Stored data

★ ★ ★ ★ ★ ★ ★

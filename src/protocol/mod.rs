//! # Protocol Definitions
//!
//! The session protocol's static vocabulary and the dispatch table that maps
//! application data names to numeric IDs and handler lists.

pub mod dispatcher;

use crate::core::codec::ClientId;

/// The server's ID on the wire. Client IDs are assigned starting at 1.
pub const SERVER_ID: ClientId = 0;

/// Static data IDs reserved by the session protocol itself.
///
/// Application data IDs are assigned dynamically starting at
/// [`CUSTOM_DATA_START`](data_id::CUSTOM_DATA_START); the server is
/// authoritative for the assignment.
pub mod data_id {
    use crate::core::codec::DataId;

    /// Server to client: opens the identification exchange on a fresh
    /// stream. Client to server: confirms the data list was ingested.
    pub const HANDSHAKE: DataId = 0;

    /// Client to server: requests a new client ID.
    /// Server to client: carries the assigned client ID.
    pub const INIT_CLIENT_ID: DataId = 1;

    /// Client to server: requests a reconnect under the old client ID.
    /// Server to client: carries the old ID if still available.
    pub const RECONNECT: DataId = 2;

    /// Either direction: the sender is ending the session.
    pub const DISCONNECT: DataId = 3;

    /// Client to server: requests the registered data vocabulary.
    /// Server to client: one entry of `(total, index, name, data_id)`.
    pub const INIT_CUSTOM_DATA_LIST: DataId = 4;

    /// Unassigned data ID; receiving it raises a transmit error.
    pub const UNKNOWN: DataId = 5;

    /// Liveness probe carrying the sender's expected timeout window.
    pub const ALIVENESS_TEST: DataId = 6;

    /// First data ID available for application data types.
    pub const CUSTOM_DATA_START: DataId = 7;
}

/// Which transport carried a packet.
#[derive(Debug, Clone, Copy, PartialEq, Eq)]
pub enum TransportKind {
    /// The reliable ordered stream transport
    Tcp,
    /// The unreliable datagram transport
    Udp,
}

impl std::fmt::Display for TransportKind {
    fn fmt(&self, f: &mut std::fmt::Formatter<'_>) -> std::fmt::Result {
        match self {
            TransportKind::Tcp => write!(f, "TCP"),
            TransportKind::Udp => write!(f, "UDP"),
        }
    }
}
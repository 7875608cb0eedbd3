//! # dualport
//!
//! A tick-driven client/server session library that exchanges typed, named
//! messages over a reliable TCP stream and an unreliable UDP channel sharing
//! one logical endpoint.
//!
//! ## Features
//! - **Named data types**: applications register data names and handlers;
//!   the server assigns numeric IDs and clients pick them up during the
//!   handshake, so the wire carries compact IDs while code speaks in names
//! - **Single port**: the server binds TCP and UDP to one port; the client
//!   binds its UDP socket to the stream's ephemeral address, which keeps NAT
//!   traversal simple
//! - **Automatic identity**: clients get a unique ID on connect and can
//!   reclaim it after a network drop; the server retains per-client user
//!   data across the gap
//! - **Liveness probing**: both sides exchange aliveness tests carrying
//!   their expected timeout windows and measure ping from the cadence
//! - **Cooperative driving**: no internal threads; all I/O is non-blocking
//!   and the caller paces `update()`
//!
//! ## Example
//! ```no_run
//! use dualport::config::ServerConfig;
//! use dualport::service::ServerSession;
//!
//! let mut server = ServerSession::new(ServerConfig::default());
//! server.add_data_handler("message", |server, pack, entry, _method| {
//!     let text = pack.remove_string().unwrap_or_default();
//!     let mut reply = server.create_packet("message");
//!     let _ = reply.add_string(&text);
//!     let _ = server.send_to_client(&mut reply, entry, true);
//! });
//! server.start(7777);
//! loop {
//!     server.update();
//!     std::thread::sleep(std::time::Duration::from_millis(1));
//! }
//! ```

pub mod config;
pub mod core;
pub mod error;
pub mod protocol;
pub mod service;
pub mod transport;
pub mod utils;

pub use crate::config::{ClientConfig, Config, LoggingConfig, ServerConfig};
pub use crate::core::codec::{ClientId, DataId, PacketFlag, MAX_PACKET_SIZE, MAX_PAYLOAD};
pub use crate::core::packet::Packet;
pub use crate::error::{PackError, ProtocolError, Result, SockError, TransmitError};
pub use crate::protocol::{data_id, TransportKind, SERVER_ID};
pub use crate::service::{
    ClientEntry, ClientEntryRef, ClientEntryState, ClientSession, ClientState, ServerSession,
    ServerState,
};
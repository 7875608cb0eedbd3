//! # Session Engines
//!
//! The server and client halves of the session protocol. Both are
//! tick-driven: the caller invokes `update()` on a loop and every callback
//! fires from inside that call.

pub mod client;
pub mod server;

pub use client::{ClientSession, ClientState};
pub use server::{ClientEntry, ClientEntryRef, ClientEntryState, ServerSession, ServerState};
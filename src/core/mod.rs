//! # Core Components
//!
//! Low-level packet handling and wire framing.
//!
//! ## Components
//! - **Codec**: header/footer peeking and the additive checksum
//! - **Packet**: the bounded payload buffer with add/remove cursors
//!
//! ## Wire Format
//! ```text
//! [DataID(2)] [PayloadLen(2)] [Flags(1)] [Payload(N)] [Footer(0|4|8)]
//! ```
//!
//! Little-endian on the wire; maximum packet size 1500 bytes.

pub mod codec;
pub mod packet;
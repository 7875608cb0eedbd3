//! # Server Session Engine
//!
//! [`ServerSession`] owns the listen socket, a UDP socket sharing the same
//! port, the map of connected clients, and the reconnect retention map. One
//! [`ServerSession::update`] call accepts pending connections, runs liveness
//! probing, drains both transports, and dispatches typed callbacks.
//!
//! The engine is single-threaded and cooperatively driven: all sockets are
//! non-blocking and the caller paces the tick loop. Handlers receive the
//! engine itself (`&mut ServerSession`) so they can reply, broadcast, or
//! disconnect from inside a callback.
//!
//! ## Client lifecycle
//!
//! An accepted socket becomes a [`ClientEntry`] in the `Init` state. The
//! identification exchange assigns a nonzero client ID and fires `connect`
//! and `initialize`; the data-list exchange follows; a final handshake fires
//! `ready`. Disconnected entries move to a retention map so a reconnecting
//! client can reclaim its ID and user data; retained entries expire after
//! the configured flush delay, firing `destroy` exactly once per entry that
//! was initialized.

use crate::config::{ServerConfig, INGRESS_BUFFER_SIZE, MAX_TIMEOUT_MS, TIMEOUT_FACTOR};
use crate::core::codec::{self, ClientId, DataId, PacketFlag, MAX_PAYLOAD};
use crate::core::packet::Packet;
use crate::error::TransmitError;
use crate::protocol::dispatcher::DataTable;
use crate::protocol::{data_id, TransportKind, SERVER_ID};
use crate::transport::sock;
use crate::utils::timer::Timer;
use std::any::Any;
use std::cell::RefCell;
use std::collections::HashMap;
use std::io;
use std::net::{IpAddr, Ipv4Addr, SocketAddr, TcpListener, TcpStream, UdpSocket};
use std::rc::Rc;
use std::time::Duration;
use tracing::{debug, info, warn};

/// Hook with no subject entry.
pub type ServerHook = dyn Fn(&mut ServerSession);
/// Hook concerning one client entry.
pub type ServerEntryHook = dyn Fn(&mut ServerSession, &ClientEntryRef);
/// Accept-time validation hook; returning `false` rejects the client.
pub type ServerValidateHook = dyn Fn(&mut ServerSession, &ClientEntryRef) -> bool;
/// Catch-all receive hook for valid inbound packets.
pub type ServerReceiveHook = dyn Fn(&mut ServerSession, &Packet<'_>, &ClientEntryRef, TransportKind);
/// Per-name data handler.
pub type ServerDataHook = dyn Fn(&mut ServerSession, &Packet<'_>, &ClientEntryRef, TransportKind);
/// Transmit error hook. Packet and entry may be absent depending on the
/// error.
pub type ServerErrorHook = dyn Fn(
    &mut ServerSession,
    Option<&Packet<'_>>,
    Option<&ClientEntryRef>,
    TransportKind,
    TransmitError,
);

/// State of one client as seen by the server.
#[derive(Debug, Clone, Copy, PartialEq, Eq)]
pub enum ClientEntryState {
    /// No client ID assigned yet
    Init,
    /// Exchanging the custom data list
    DataListExchange,
    /// Ready to transmit custom data
    Connected,
    /// Session over
    Disconnected,
}

/// One connected (or retained) client.
///
/// Entries are shared between the connected map, the retention map, and
/// in-flight dispatch, so they live behind `Rc<RefCell<..>>`; see
/// [`ClientEntryRef`].
pub struct ClientEntry {
    address: SocketAddr,
    socket: Option<TcpStream>,
    client_id: ClientId,
    state: ClientEntryState,
    tcp_buf: Box<[u8]>,
    tcp_len: usize,
    timeout_timer: Timer,
    timeout_delay: f64,
    ping: f64,
    user_data: Option<Box<dyn Any>>,
    initialized: bool,
    destroyed: bool,
}

/// Shared handle to a [`ClientEntry`].
pub type ClientEntryRef = Rc<RefCell<ClientEntry>>;
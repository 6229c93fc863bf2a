/// Dataset loader
///
/// The dataset is a JSON array of photo records, read from a local file or
/// an http(s) URL. This is the application's only suspension point at
/// startup; there is no retry and no timeout.
use log::info;
use serde_json::Value;
use std::fmt;
use std::path::PathBuf;
use tokio::task;

use crate::error::LoadError;

/// Where to read bytes from
#[derive(Debug, Clone, PartialEq)]
pub enum DataSource {
    File(PathBuf),
    Url(String),
}

impl DataSource {
    /// http(s) URLs are fetched over the network, anything else is a path
    pub fn parse(location: &str) -> Self {
        let location = location.trim();
        if location.starts_with("http://") || location.starts_with("https://") {
            DataSource::Url(location.to_string())
        } else {
            DataSource::File(PathBuf::from(location))
        }
    }
}

impl fmt::Display for DataSource {
    fn fmt(&self, f: &mut fmt::Formatter<'_>) -> fmt::Result {
        match self {
            DataSource::File(path) => write!(f, "{}", path.display()),
            DataSource::Url(url) => f.write_str(url),
        }
    }
}

/// Fetch and parse the dataset
pub async fn load_dataset(source: DataSource) -> Result<Vec<Value>, LoadError> {
    info!("🔍 Loading photo dataset from {}", source);

    let bytes = read_bytes(&source).await?;

    // Spawn blocking because large datasets take a while to parse
    task::spawn_blocking(move || parse_records(&bytes)).await?
}

/// Read the raw bytes behind a source
pub async fn read_bytes(source: &DataSource) -> Result<Vec<u8>, LoadError> {
    match source {
        DataSource::File(path) => tokio::fs::read(path).await.map_err(|e| LoadError::Io {
            path: path.display().to_string(),
            reason: e.to_string(),
        }),
        DataSource::Url(url) => {
            let response = reqwest::get(url).await?;
            let status = response.status();
            if !status.is_success() {
                return Err(LoadError::Http(status.as_u16()));
            }
            Ok(response.bytes().await?.to_vec())
        }
    }
}

/// The document must be a JSON array; individual records may be any shape
pub fn parse_records(bytes: &[u8]) -> Result<Vec<Value>, LoadError> {
    serde_json::from_slice::<Vec<Value>>(bytes).map_err(|e| LoadError::Parse(e.to_string()))
}

#[cfg(test)]
mod tests {
    use super::*;
    use std::path::Path;

    fn temp_file(name: &str, contents: &str) -> PathBuf {
        let path = std::env::temp_dir().join(format!("oldstl-{}-{}", std::process::id(), name));
        std::fs::write(&path, contents).unwrap();
        path
    }

    #[test]
    fn test_source_kinds() {
        assert_eq!(
            DataSource::parse("https://example.org/locations.json"),
            DataSource::Url("https://example.org/locations.json".into())
        );
        assert_eq!(
            DataSource::parse("data/locations.json"),
            DataSource::File(PathBuf::from("data/locations.json"))
        );
    }

    #[test]
    fn test_parse_accepts_loose_records() {
        let records = parse_records(br#"[{"id": 1}, "odd", 3, {"extracted": null}]"#).unwrap();
        assert_eq!(records.len(), 4);
    }

    #[test]
    fn test_parse_rejects_non_arrays() {
        assert!(matches!(parse_records(br#"{"id": 1}"#), Err(LoadError::Parse(_))));
        assert!(matches!(parse_records(b"[{\"id\": 1"), Err(LoadError::Parse(_))));
    }

    #[tokio::test]
    async fn test_load_from_file() {
        let path = temp_file("locations.json", r#"[{"id": 1, "date": "1904"}]"#);
        let records = load_dataset(DataSource::File(path.clone())).await.unwrap();
        assert_eq!(records.len(), 1);
        std::fs::remove_file(path).ok();
    }

    #[tokio::test]
    async fn test_missing_file_is_an_io_error() {
        let path = Path::new("/nonexistent/oldstl/locations.json").to_path_buf();
        let result = load_dataset(DataSource::File(path)).await;
        assert!(matches!(result, Err(LoadError::Io { .. })));
    }
}
use dotenv::dotenv;
use std::env;

use crate::fetch::tiles::OSM_TILE_URL;
use crate::map::LatLng;

const DEFAULT_DATA: &str = "data/locations.json";
const DEFAULT_CENTER: LatLng = LatLng::new(38.6270, -90.1994);
const DEFAULT_ZOOM: f64 = 12.0;

#[derive(Debug, Clone, PartialEq)]
pub struct Config {
    /// Dataset location: a file path or an http(s) URL
    pub data_source: String,

    // Initial map view
    pub center: LatLng,
    pub zoom: f64,

    /// Base map tile server, with `{z}`, `{x}` and `{y}` placeholders
    pub tile_url: String,
}

impl Default for Config {
    fn default() -> Self {
        Self {
            data_source: DEFAULT_DATA.to_string(),
            center: DEFAULT_CENTER,
            zoom: DEFAULT_ZOOM,
            tile_url: OSM_TILE_URL.to_string(),
        }
    }
}

impl Config {
    /// Read `OLDSTL_*` variables, after loading a `.env` file if present.
    /// Missing or unparsable values keep their defaults.
    pub fn from_env() -> Self {
        dotenv().ok();
        Self::from_lookup(|key| env::var(key).ok())
    }

    fn from_lookup(lookup: impl Fn(&str) -> Option<String>) -> Self {
        let defaults = Self::default();
        let number = |key: &str, fallback: f64| {
            lookup(key)
                .and_then(|value| value.trim().parse::<f64>().ok())
                .filter(|value| value.is_finite())
                .unwrap_or(fallback)
        };

        Self {
            data_source: lookup("OLDSTL_DATA")
                .filter(|value| !value.trim().is_empty())
                .unwrap_or(defaults.data_source),
            center: LatLng::new(
                number("OLDSTL_CENTER_LAT", defaults.center.lat),
                number("OLDSTL_CENTER_LNG", defaults.center.lng),
            ),
            zoom: number("OLDSTL_ZOOM", defaults.zoom),
            tile_url: lookup("OLDSTL_TILES")
                .filter(|value| !value.trim().is_empty())
                .unwrap_or(defaults.tile_url),
        }
    }
}

#[cfg(test)]
mod tests {
    use super::*;
    use std::collections::HashMap;

    #[test]
    fn test_defaults_when_unset() {
        let config = Config::from_lookup(|_| None);
        assert_eq!(config, Config::default());
    }

    #[test]
    fn test_overrides_and_bad_values() {
        let vars: HashMap<&str, &str> = [
            ("OLDSTL_DATA", "https://example.org/locations.json"),
            ("OLDSTL_CENTER_LAT", "37.77"),
            ("OLDSTL_CENTER_LNG", "west"),
            ("OLDSTL_ZOOM", " 14 "),
            ("OLDSTL_TILES", "http://tiles.local/{z}/{x}/{y}.png"),
        ]
        .into_iter()
        .collect();

        let config = Config::from_lookup(|key| vars.get(key).map(|v| v.to_string()));
        assert_eq!(config.data_source, "https://example.org/locations.json");
        assert_eq!(config.center, LatLng::new(37.77, DEFAULT_CENTER.lng));
        assert_eq!(config.zoom, 14.0);
        assert_eq!(config.tile_url, "http://tiles.local/{z}/{x}/{y}.png");
    }
}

★ ★ ★ ★ ★ ★ ★

HOW TO COMPLETE THIS TASK> Wherever the string "retained" appears in the records above, copy the line it sits in.

ANSWER BELOW>
//! client can reclaim its ID and user data; retained entries expire after
/// One connected (or retained) client.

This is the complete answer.